Bubble: [Crossing her fingers] Consider it done!
- From the television series “Absolutely Fabulous”
Wrote another commenter J.M.Bishop: “Minimalism is incredibly classist in so many ways. The simplicity must have the element of restraint and asceticism but without the desperation of poverty. It’s all so similar to Marie Antoinette’s peasant cottage.”
To which commenter CinnamonMocha replied, “OMG! let me put that on a plate! ‘The simplicity of restraint and asceticism but without the desperation of poverty.’”
Still, there’s something to the heartfelt desire many feel to question compulsive consumption.
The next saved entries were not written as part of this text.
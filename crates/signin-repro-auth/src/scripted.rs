//! Scripted identity provider.
//!
//! [`ScriptedProvider`] plays back a [`ProviderScript`]: a description of what
//! each SDK call answers. It keeps a small amount of session state so that a
//! scenario behaves like a device (a successful sign-in becomes the cached
//! current user, signing out forgets it) and records every call for
//! inspection.
//!
//! Scripts are plain serde data, so they can live in a scenario file:
//!
//! ```toml
//! has_previous_sign_in = true
//!
//! [[sign_in]]
//! type = "success"
//! email = "dev@example.com"
//!
//! [silent_sign_in]
//! type = "success"
//! id_token = "eyJhbGciOiJSUzI1NiJ9.payload.sig"
//! email = "dev@example.com"
//! ```

use std::sync::{Mutex, MutexGuard, PoisonError};

use serde::{Deserialize, Serialize};
use tracing::debug;

use crate::config::SignInConfig;
use crate::error::{AuthError, AuthResult};
use crate::provider::{
    BoxFuture, CachedTokens, IdentityProvider, SignInResponse, UserProfile, UserSession,
};

const PROVIDER_NAME: &str = "scripted";

/// Response kind the SDK reports when there is no session to reuse.
pub const NO_SAVED_CREDENTIAL: &str = "noSavedCredentialFound";

/// One scripted answer to an interactive or silent sign-in.
#[derive(Debug, Clone, PartialEq, Eq, Serialize, Deserialize)]
#[serde(tag = "type", rename_all = "kebab-case")]
pub enum ScriptedResponse {
    /// A success response, with or without an ID token.
    Success {
        #[serde(default)]
        id_token: Option<String>,
        #[serde(default)]
        email: Option<String>,
    },
    /// The user dismissed the sheet.
    Cancelled,
    /// Any other response type.
    Other {
        /// The response type label.
        kind: String,
    },
    /// The call fails.
    Error {
        /// Failure message.
        message: String,
    },
}

impl ScriptedResponse {
    /// Creates a success response.
    pub fn success(id_token: Option<&str>, email: Option<&str>) -> Self {
        Self::Success {
            id_token: id_token.map(String::from),
            email: email.map(String::from),
        }
    }

    /// Creates an `Other` response.
    pub fn other(kind: impl Into<String>) -> Self {
        Self::Other { kind: kind.into() }
    }

    /// Creates a failing response.
    pub fn error(message: impl Into<String>) -> Self {
        Self::Error {
            message: message.into(),
        }
    }

    fn to_response(&self, on_error: fn(String) -> AuthError) -> AuthResult<SignInResponse> {
        match self {
            Self::Success { id_token, email } => Ok(SignInResponse::Success(UserSession::new(
                id_token.clone(),
                UserProfile {
                    email: email.clone(),
                    ..UserProfile::default()
                },
            ))),
            Self::Cancelled => Ok(SignInResponse::Cancelled),
            Self::Other { kind } => Ok(SignInResponse::other(kind)),
            Self::Error { message } => Err(on_error(message.clone()).with_provider(PROVIDER_NAME)),
        }
    }
}

/// What each SDK call answers.
#[derive(Debug, Clone, Default, PartialEq, Eq, Serialize, Deserialize)]
#[serde(default)]
pub struct ProviderScript {
    /// When set, the availability check fails with this message.
    pub unavailable: Option<String>,

    /// Whether the device remembers a previous sign-in at start.
    pub has_previous_sign_in: bool,

    /// Interactive responses, consumed in order. The last one repeats once
    /// the queue is exhausted.
    pub sign_in: Vec<ScriptedResponse>,

    /// Silent sign-in response. Defaults to `noSavedCredentialFound`.
    pub silent_sign_in: Option<ScriptedResponse>,

    /// Tokens in the session store.
    pub tokens: Option<CachedTokens>,

    /// When set, reading tokens fails with this message.
    pub tokens_error: Option<String>,

    /// Cached current-user record at start.
    pub current_user: Option<UserSession>,

    /// When set, revoking access fails with this message.
    pub revoke_error: Option<String>,

    /// When set, signing out fails with this message.
    pub sign_out_error: Option<String>,
}

/// A call made against a [`ScriptedProvider`].
#[derive(Debug, Clone, Copy, PartialEq, Eq)]
pub enum ProviderCall {
    /// `configure`
    Configure,
    /// `check_availability`
    CheckAvailability,
    /// Interactive `sign_in`
    SignIn,
    /// `sign_in_silently`
    SignInSilently,
    /// `has_previous_sign_in`
    HasPreviousSignIn,
    /// `get_tokens`
    GetTokens,
    /// `current_user`
    CurrentUser,
    /// `revoke_access`
    RevokeAccess,
    /// `sign_out`
    SignOut,
}

#[derive(Debug)]
struct State {
    next_sign_in: usize,
    has_previous_sign_in: bool,
    current_user: Option<UserSession>,
    signed_out: bool,
    configured: Option<SignInConfig>,
    calls: Vec<ProviderCall>,
}

/// Identity provider that plays back a [`ProviderScript`].
#[derive(Debug)]
pub struct ScriptedProvider {
    script: ProviderScript,
    state: Mutex<State>,
}

impl ScriptedProvider {
    /// Creates a provider playing `script`.
    pub fn new(script: ProviderScript) -> Self {
        let state = State {
            next_sign_in: 0,
            has_previous_sign_in: script.has_previous_sign_in,
            current_user: script.current_user.clone(),
            signed_out: false,
            configured: None,
            calls: Vec::new(),
        };
        Self {
            script,
            state: Mutex::new(state),
        }
    }

    /// Calls made so far, in order.
    pub fn calls(&self) -> Vec<ProviderCall> {
        self.lock().calls.clone()
    }

    /// The config passed to [`IdentityProvider::configure`], if any.
    pub fn configured(&self) -> Option<SignInConfig> {
        self.lock().configured.clone()
    }

    fn lock(&self) -> MutexGuard<'_, State> {
        self.state.lock().unwrap_or_else(PoisonError::into_inner)
    }

    fn record(&self, call: ProviderCall) -> MutexGuard<'_, State> {
        debug!(?call, "scripted provider call");
        let mut state = self.lock();
        state.calls.push(call);
        state
    }

    fn next_interactive(&self, state: &mut State) -> AuthResult<SignInResponse> {
        let index = state.next_sign_in.min(self.script.sign_in.len().saturating_sub(1));
        let scripted = self.script.sign_in.get(index).ok_or_else(|| {
            AuthError::unexpected("no scripted sign-in response").with_provider(PROVIDER_NAME)
        })?;
        state.next_sign_in += 1;

        let response = scripted.to_response(AuthError::unexpected)?;
        if let SignInResponse::Success(ref session) = response {
            state.current_user = Some(session.clone());
            state.has_previous_sign_in = true;
            state.signed_out = false;
        }
        Ok(response)
    }
}

impl IdentityProvider for ScriptedProvider {
    fn name(&self) -> &str {
        PROVIDER_NAME
    }

    fn configure(&self, config: &SignInConfig) -> AuthResult<()> {
        self.record(ProviderCall::Configure).configured = Some(config.clone());
        Ok(())
    }

    fn check_availability(&self) -> BoxFuture<'_, AuthResult<()>> {
        drop(self.record(ProviderCall::CheckAvailability));
        let result = match self.script.unavailable {
            Some(ref message) => {
                Err(AuthError::unavailable(message.clone()).with_provider(PROVIDER_NAME))
            }
            None => Ok(()),
        };
        Box::pin(async move { result })
    }

    fn sign_in(&self) -> BoxFuture<'_, AuthResult<SignInResponse>> {
        let result = {
            let mut state = self.record(ProviderCall::SignIn);
            self.next_interactive(&mut state)
        };
        Box::pin(async move { result })
    }

    fn sign_in_silently(&self) -> BoxFuture<'_, AuthResult<SignInResponse>> {
        let signed_out = self.record(ProviderCall::SignInSilently).signed_out;
        let result = match self.script.silent_sign_in {
            Some(ref scripted) if !signed_out => scripted.to_response(AuthError::recovery_failed),
            _ => Ok(SignInResponse::other(NO_SAVED_CREDENTIAL)),
        };
        Box::pin(async move { result })
    }

    fn has_previous_sign_in(&self) -> bool {
        self.record(ProviderCall::HasPreviousSignIn)
            .has_previous_sign_in
    }

    fn get_tokens(&self) -> BoxFuture<'_, AuthResult<CachedTokens>> {
        let signed_out = self.record(ProviderCall::GetTokens).signed_out;
        let result = if signed_out {
            Err(AuthError::recovery_failed("getTokens requires a user to be signed in")
                .with_provider(PROVIDER_NAME))
        } else if let Some(ref message) = self.script.tokens_error {
            Err(AuthError::recovery_failed(message.clone()).with_provider(PROVIDER_NAME))
        } else {
            Ok(self.script.tokens.clone().unwrap_or_default())
        };
        Box::pin(async move { result })
    }

    fn current_user(&self) -> Option<UserSession> {
        self.record(ProviderCall::CurrentUser).current_user.clone()
    }

    fn revoke_access(&self) -> BoxFuture<'_, AuthResult<()>> {
        let result = {
            let mut state = self.record(ProviderCall::RevokeAccess);
            match self.script.revoke_error {
                Some(ref message) => {
                    Err(AuthError::unexpected(message.clone()).with_provider(PROVIDER_NAME))
                }
                None => {
                    state.has_previous_sign_in = false;
                    Ok(())
                }
            }
        };
        Box::pin(async move { result })
    }

    fn sign_out(&self) -> BoxFuture<'_, AuthResult<()>> {
        let result = {
            let mut state = self.record(ProviderCall::SignOut);
            match self.script.sign_out_error {
                Some(ref message) => {
                    Err(AuthError::unexpected(message.clone()).with_provider(PROVIDER_NAME))
                }
                None => {
                    state.current_user = None;
                    state.has_previous_sign_in = false;
                    state.signed_out = true;
                    Ok(())
                }
            }
        };
        Box::pin(async move { result })
    }
}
Michael Posner interviewed Millburn and Nicodemus, the current evangelists of living with intent and purpose, for The Globe and Mail back in 2012. The story recounts Millburn’s chase of successively higher paying jobs for happiness and security, yet feeling miserable and anxious despite a USD$150,000 salary.
“There was, he concluded, something fundamentally wrong with the money-equals-contentment formula,” Posner wrote. And before Millburn could even pursue a simpler life, he had to pay off two year’s worth of debt he’d accumulated chasing the American Dream.
Wrote Posner, “He moved to minimalism in stages, first paying off debt, avoiding superfluous spending, getting off drugs. “I didn’t just quit my job and start a blog,” he says.
Ultimately, though, it involved relinquishing not just GPS devices and redundant cell phones, but the core identity that had sustained him: being a corporate executive.
Today, the overarching question Millburn and Nicodemus pose is, “Does this decision — to buy a new TV or a new sofa — add real value to my life.”
“There’s nothing inherently wrong with having things,” Millburn says. “It’s not about deprivation. It’s about what’s right for me.”
(Both men own iPods and cell phones, and they share a Toyota Corolla.)
On the minimalist continuum, “monks and ascetics on one side and hoarders on the other, we’re somewhere in the middle, but closer to the monks,” Millburn says.
Both he and Nicodemus now earn less than US$40,000 a year.
And here again is the marketer’s worry.
Wrote Posner, “But if millions of North Americans embraced full-throttle minimalism, wouldn’t the economy fall off a cliff? Millburn is skeptical. “You hear this message all the time — we have to stimulate the economy, which really means go out and buy more junk. That’s fixing the problem by adding to the problem.”
Rather than seeing minimalism as the be-all, Millburn and Nicodemus insist that it is just the tool that clears the path to a richer, if less cluttered, life. “Less is more, yes,” Millburn says. “And more is sometimes less, an over-indulgence. But for the more important things, love and relationships, more can also be more.”
Yet even Tiny Homes need marketing, do they not? And will there not always be skeptics like me, who watch “Tiny House Hunters” on HGTV and exclaim, “But where would we put the potato masher, the wok, the college yearbooks?”
We can only hope there’s room for content and advertising aimed at all types of consumers, both traditional and more mindful, as time marches on.